How We Sped Up Zipline Hot Reload
Article Summary
Cash App's team turned a frustrating 20-second hot reload into a blazing 2.7 seconds. Here's how they systematically hunted down every millisecond.
Yissachar Radcliffe shares how Cash App optimized Zipline, their library for fetching and executing Kotlin code compiled to JS in mobile apps. What started as a simple Gradle upgrade turned into a deep performance investigation across the entire hot reload pipeline.
Key Takeaways
- Upgraded to Gradle 7.5 and enabled incremental Kotlin/JS compilation (50% faster immediately)
- Fixed wasteful prod and dev builds running simultaneously (saved 4 seconds)

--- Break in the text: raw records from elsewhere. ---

//! Yield-budget decision engine.
//!
//! [`BudgetEngine`] decides how much of the yield accrued by a set of
//! [`YieldSource`]s may be spent right now, and gates outgoing transfers
//! against that budget. A transfer is approved only if it fits both the
//! spendable ceiling of the current [`SpendingMode`] and the external
//! periodic allowance mirrored by [`ExternalLimitTracker`].
//!
//! All writes go through a single writer path, so two transfers racing for the
//! same budget can never both be approved.

use std::{fmt, sync::Arc};

use chrono::{DateTime, Utc};
use sea_orm::{QueryOrder, QuerySelect, TransactionTrait, prelude::*};
use tokio::sync::{Mutex, RwLock, watch};

pub use config::{DEFAULT_EPSILON, EngineConfig, YieldSourceConfig};
pub use decision::{Binding, BudgetSnapshot, Decision, DecisionStatus, Eta, decide};
pub use error::EngineError;
pub use executor::{TransferError, TransferExecutor, TransferReceipt};
pub use ledger::Ledger;
pub use limit::{ExternalLimitTracker, PeriodWindow};
pub use money::Usd;
pub use policy::SpendingMode;
pub use transfers::TransferRecord;
pub use yield_source::{YieldSource, compute_accrued};

mod config;
mod decision;
mod error;
mod executor;
mod ledger;
mod limit;
mod money;
pub mod policy;
mod transfers;
pub mod yield_source;

type ResultEngine<T> = Result<T, EngineError>;

/// What the writer path is doing.
#[derive(Clone, Copy, Debug, Default, PartialEq, Eq)]
pub enum EnginePhase {
    #[default]
    Idle,
    Evaluating,
    AwaitingTransfer,
    Settling,
}

impl fmt::Display for EnginePhase {
    fn fmt(&self, f: &mut fmt::Formatter<'_>) -> fmt::Result {
        let name = match self {
            EnginePhase::Idle => "idle",
            EnginePhase::Evaluating => "evaluating",
            EnginePhase::AwaitingTransfer => "awaiting transfer",
            EnginePhase::Settling => "settling",
        };
        f.write_str(name)
    }
}

/// Result of [`BudgetEngine::execute_transfer`].
#[derive(Clone, Debug, PartialEq, Eq)]
pub enum TransferOutcome {
    Completed {
        record: TransferRecord,
        decision: Decision,
    },
    /// Nothing was sent.
    Denied(Decision),
}

/// Sets the engine phase and puts it back to idle when dropped, whatever the
/// exit path.
struct PhaseGuard<'a> {
    phase: &'a watch::Sender<EnginePhase>,
}

impl<'a> PhaseGuard<'a> {
    fn enter(phase: &'a watch::Sender<EnginePhase>, value: EnginePhase) -> Self {
        phase.send_replace(value);
        Self { phase }
    }

    fn set(&self, value: EnginePhase) {
        self.phase.send_replace(value);
    }
}

impl Drop for PhaseGuard<'_> {
    fn drop(&mut self) {
        self.phase.send_replace(EnginePhase::Idle);
    }
}

pub struct BudgetEngine {
    config: EngineConfig,
    sources: Vec<YieldSource>,
    database: DatabaseConnection,
    executor: Arc<dyn TransferExecutor>,
    committed: RwLock<Ledger>,
    writer: Mutex<()>,
    phase: watch::Sender<EnginePhase>,
}

impl fmt::Debug for BudgetEngine {
    fn fmt(&self, f: &mut fmt::Formatter<'_>) -> fmt::Result {
        f.debug_struct("BudgetEngine")
            .field("config", &self.config)
            .field("sources", &self.sources)
            .field("phase", &*self.phase.borrow())
            .finish_non_exhaustive()
    }
}

impl BudgetEngine {
    /// Return a builder for `BudgetEngine`. Help to build the struct.
    pub fn builder() -> BudgetEngineBuilder {
        BudgetEngineBuilder::default()
    }

    #[must_use]
    pub fn config(&self) -> &EngineConfig {
        &self.config
    }

    /// Sources with their accrual start resolved.
    #[must_use]
    pub fn yield_sources(&self) -> &[YieldSource] {
        &self.sources
    }

    #[must_use]
    pub fn phase(&self) -> EnginePhase {
        *self.phase.borrow()
    }

    /// Watch phase changes of the writer path.
    #[must_use]
    pub fn subscribe_phase(&self) -> watch::Receiver<EnginePhase> {
        self.phase.subscribe()
    }

    pub async fn mode(&self) -> SpendingMode {
        self.committed.read().await.mode
    }

    fn snapshot_of(&self, ledger: &Ledger, now: DateTime<Utc>) -> BudgetSnapshot {
        BudgetSnapshot::compute(
            &self.sources,
            ledger.mode,
            ledger.cumulative_withdrawn,
            &ledger.tracker,
            now,
        )
    }

    /// Budget as of `now`, from the committed ledger.
    pub async fn snapshot(&self, now: DateTime<Utc>) -> BudgetSnapshot {
        let ledger = self.committed.read().await;
        self.snapshot_of(&ledger, now)
    }

    /// Decide whether `amount` could be spent at `now`. Never changes state.
    pub async fn evaluate_spend(&self, amount: Usd, now: DateTime<Utc>) -> ResultEngine<Decision> {
        let snapshot = self.snapshot(now).await;
        let decision = decision::decide(snapshot, amount, self.config.epsilon)?;
        tracing::debug!(
            amount = %amount,
            max_available = %decision.max_available_usd,
            status = ?decision.status,
            "spend evaluated"
        );
        Ok(decision)
    }

    /// Re-evaluate `amount` against the committed ledger and, if approved,
    /// send it through the executor and commit.
    ///
    /// The writer lock is held from the check to the commit. On executor
    /// failure the ledger is left untouched and the error is not retried.
    pub async fn execute_transfer(
        &self,
        amount: Usd,
        now: DateTime<Utc>,
    ) -> ResultEngine<TransferOutcome> {
        let _writer = self.writer.lock().await;
        let phase = PhaseGuard::enter(&self.phase, EnginePhase::Evaluating);

        let current = self.committed.read().await.clone();
        let decision = decision::decide(
            self.snapshot_of(&current, now),
            amount,
            self.config.epsilon,
        )?;
        if !decision.is_approved() {
            tracing::info!(
                amount = %amount,
                max_available = %decision.max_available_usd,
                shortfall = %decision.shortfall_usd,
                "transfer denied"
            );
            return Ok(TransferOutcome::Denied(decision));
        }

        // The next ledger is fully prepared before anything leaves the
        // process, so a sent transfer can always be committed.
        let mut next = current;
        next.cumulative_withdrawn = next
            .cumulative_withdrawn
            .checked_add(amount)
            .ok_or_else(|| EngineError::InvalidAmount("amount too large".to_string()))?;
        next.tracker.record_spend(amount, now)?;
        next.updated_at = now;
        let ledger_row = next.to_active_model()?;

        phase.set(EnginePhase::AwaitingTransfer);
        let receipt = match self
            .executor
            .transfer(amount, &self.config.destination)
            .await
        {
            Ok(receipt) => receipt,
            Err(err) => {
                tracing::warn!(amount = %amount, "transfer failed: {err}");
                return Err(EngineError::TransferFailed(err.to_string()));
            }
        };

        phase.set(EnginePhase::Settling);
        let record = TransferRecord::new(
            amount,
            self.config.destination.clone(),
            receipt,
            decision.snapshot.spendable_ceiling_usd,
            decision.snapshot.external_limit_remaining_usd,
            now,
        );
        let persisted = self.persist_transfer(ledger_row, &record).await;
        *self.committed.write().await = next;

        if let Err(err) = persisted {
            tracing::error!(
                tx_reference = %record.tx_reference,
                amount = %amount,
                "transfer sent but ledger not persisted: {err}"
            );
            return Err(EngineError::LedgerNotPersisted {
                tx_reference: record.tx_reference,
                reason: err.to_string(),
            });
        }

        tracing::info!(
            amount = %amount,
            tx_reference = %record.tx_reference,
            "transfer completed"
        );
        Ok(TransferOutcome::Completed { record, decision })
    }

    async fn persist_transfer(
        &self,
        ledger_row: ledger::ActiveModel,
        record: &TransferRecord,
    ) -> ResultEngine<()> {
        let db_tx = self.database.begin().await?;
        ledger_row.update(&db_tx).await?;
        transfers::ActiveModel::try_from(record)?
            .insert(&db_tx)
            .await?;
        db_tx.commit().await?;
        Ok(())
    }

    /// Switch the spending mode. Returns the previous mode.
    ///
    /// Only future evaluations are affected; past withdrawals stay counted.
    pub async fn set_mode(
        &self,
        mode: SpendingMode,
        now: DateTime<Utc>,
    ) -> ResultEngine<SpendingMode> {
        let _writer = self.writer.lock().await;

        let mut next = self.committed.read().await.clone();
        let previous = next.mode;
        if previous == mode {
            return Ok(previous);
        }
        next.mode = mode;
        next.updated_at = now;

        next.to_active_model()?.update(&self.database).await?;
        *self.committed.write().await = next;

        tracing::info!(from = %previous, to = %mode, "spending mode changed");
        Ok(previous)
    }

    /// Executed transfers, newest first. `None` returns all of them.
    pub async fn transfers(&self, limit: Option<u64>) -> ResultEngine<Vec<TransferRecord>> {
        let models = transfers::Entity::find()
            .order_by_desc(transfers::Column::ExecutedAt)
            .limit(limit)
            .all(&self.database)
            .await?;

        models.into_iter().map(TransferRecord::try_from).collect()
    }
}

/// The builder for `BudgetEngine`
#[derive(Default)]
pub struct BudgetEngineBuilder {
    database: DatabaseConnection,
    config: Option<EngineConfig>,
    executor: Option<Arc<dyn TransferExecutor>>,
    started_at: Option<DateTime<Utc>>,
}

impl BudgetEngineBuilder {
    /// Pass the required database
    pub fn database(mut self, db: DatabaseConnection) -> BudgetEngineBuilder {
        self.database = db;
        self
    }

    pub fn config(mut self, config: EngineConfig) -> BudgetEngineBuilder {
        self.config = Some(config);
        self
    }

    pub fn executor(mut self, executor: Arc<dyn TransferExecutor>) -> BudgetEngineBuilder {
        self.executor = Some(executor);
        self
    }

    /// Time used if the ledger has to be created. Defaults to now.
    pub fn started_at(mut self, started_at: DateTime<Utc>) -> BudgetEngineBuilder {
        self.started_at = Some(started_at);
        self
    }

    /// Construct `BudgetEngine`, loading the ledger or creating it on first
    /// start.
    pub async fn build(self) -> ResultEngine<BudgetEngine> {
        let config = self
            .config
            .ok_or_else(|| EngineError::InvalidConfig("missing engine config".to_string()))?;
        let executor = self
            .executor
            .ok_or_else(|| EngineError::InvalidConfig("missing transfer executor".to_string()))?;
        config.validate()?;

        let ledger = match ledger::Entity::find_by_id(ledger::LEDGER_ID)
            .one(&self.database)
            .await?
        {
            Some(model) => {
                let ledger = Ledger::from_model(model, &config)?;
                tracing::info!(
                    cumulative_withdrawn = %ledger.cumulative_withdrawn,
                    mode = %ledger.mode,
                    "ledger restored"
                );
                ledger
            }
            None => {
                let now = self.started_at.unwrap_or_else(Utc::now);
                let ledger = Ledger::new(&config, now)?;
                ledger.to_active_model()?.insert(&self.database).await?;
                tracing::info!(mode = %ledger.mode, "ledger created");
                ledger
            }
        };

        let sources = config.resolve_sources(ledger.accrual_anchor)?;
        tracing::info!(
            limit = %config.external_limit_amount,
            period_days = config.external_limit_period.num_days(),
            sources = sources.len(),
            "mirroring external allowance"
        );

        let (phase, _) = watch::channel(EnginePhase::Idle);
        Ok(BudgetEngine {
            config,
            sources,
            database: self.database,
            executor,
            committed: RwLock::new(ledger),
            writer: Mutex::new(()),
            phase,
        })
    }
}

- Replaced Webpack with http4k static server and added websocket push notifications
- Split giant proto module dependency to eliminate 500ms QuickJS load time
- Disabled unused Dukat task that secretly launched Node processes despite being 'skipped'
Through systematic profiling and optimization, the team reduced Zipline hot reload from 20 seconds to 2.7 seconds, with all improvements merged upstream for the community.
About This Article
Yissachar Radcliffe noticed that QuickJS took about 500ms to load a single Zipline module with proto definitions, even though the app only needed a few of them.
The team broke up the large proto dependency module and added explicit dependencies for just the protos actually being used, which cut unnecessary code out of the hot reload pipeline.
Removing the bloated proto module shaved 500ms off the on-device load time and helped bring the overall hot reload speed down from 3.2 seconds to 2.7 seconds.